### Data listing:

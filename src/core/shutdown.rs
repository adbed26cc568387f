use tokio_util::sync::CancellationToken;
use tracing::{info, warn};

/// Graceful shutdown coordinator.
///
/// Uses `CancellationToken` to broadcast shutdown to the HTTP server and
/// background tasks. Sequence:
/// 1. Cancel the token (server stops accepting connections)
/// 2. Drain in-flight requests
/// 3. Close the storage handle
///
/// The whole sequence is bounded by `SHUTDOWN_TIMEOUT_SECS`.
#[derive(Clone)]
pub struct ShutdownCoordinator {
    token: CancellationToken,
}

impl ShutdownCoordinator {
    pub fn new() -> Self {
        Self {
            token: CancellationToken::new(),
        }
    }

    /// Returns a clone of the cancellation token for use by tasks.
    pub fn token(&self) -> CancellationToken {
        self.token.clone()
    }

    /// Triggers shutdown for all tasks listening on this token.
    pub fn trigger_shutdown(&self) {
        info!("shutdown signal received, broadcasting to all tasks");
        self.token.cancel();
    }

    /// Wait for SIGTERM or SIGINT and trigger coordinated shutdown.
    pub async fn wait_for_signal_and_shutdown(&self) {
        let ctrl_c = tokio::signal::ctrl_c();

        #[cfg(unix)]
        {
            match tokio::signal::unix::signal(tokio::signal::unix::SignalKind::terminate()) {
                Ok(mut sigterm) => {
                    tokio::select! {
                        _ = ctrl_c => info!("received SIGINT (Ctrl+C)"),
                        _ = sigterm.recv() => info!("received SIGTERM"),
                    }
                }
                Err(e) => {
                    warn!(error = %e, "failed to install SIGTERM handler, waiting for SIGINT only");
                    let _ = ctrl_c.await;
                    info!("received SIGINT (Ctrl+C)");
                }
            }
        }

        #[cfg(not(unix))]
        {
            let _ = ctrl_c.await;
            info!("received SIGINT (Ctrl+C)");
        }

        self.trigger_shutdown();
    }
}

impl Default for ShutdownCoordinator {
    fn default() -> Self {
        Self::new()
    }
}

/// Total shutdown timeout in seconds.
pub const SHUTDOWN_TIMEOUT_SECS: u64 = 30;

/// Time allowed for in-flight HTTP responses to finish.
pub const HTTP_DRAIN_TIMEOUT_SECS: u64 = 20;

### Required action:
Copy all lines from the material that include "received".

### Exercise output:
        info!("shutdown signal received, broadcasting to all tasks");
                        _ = ctrl_c => info!("received SIGINT (Ctrl+C)"),
                        _ = sigterm.recv() => info!("received SIGTERM"),
                    info!("received SIGINT (Ctrl+C)");
            info!("received SIGINT (Ctrl+C)");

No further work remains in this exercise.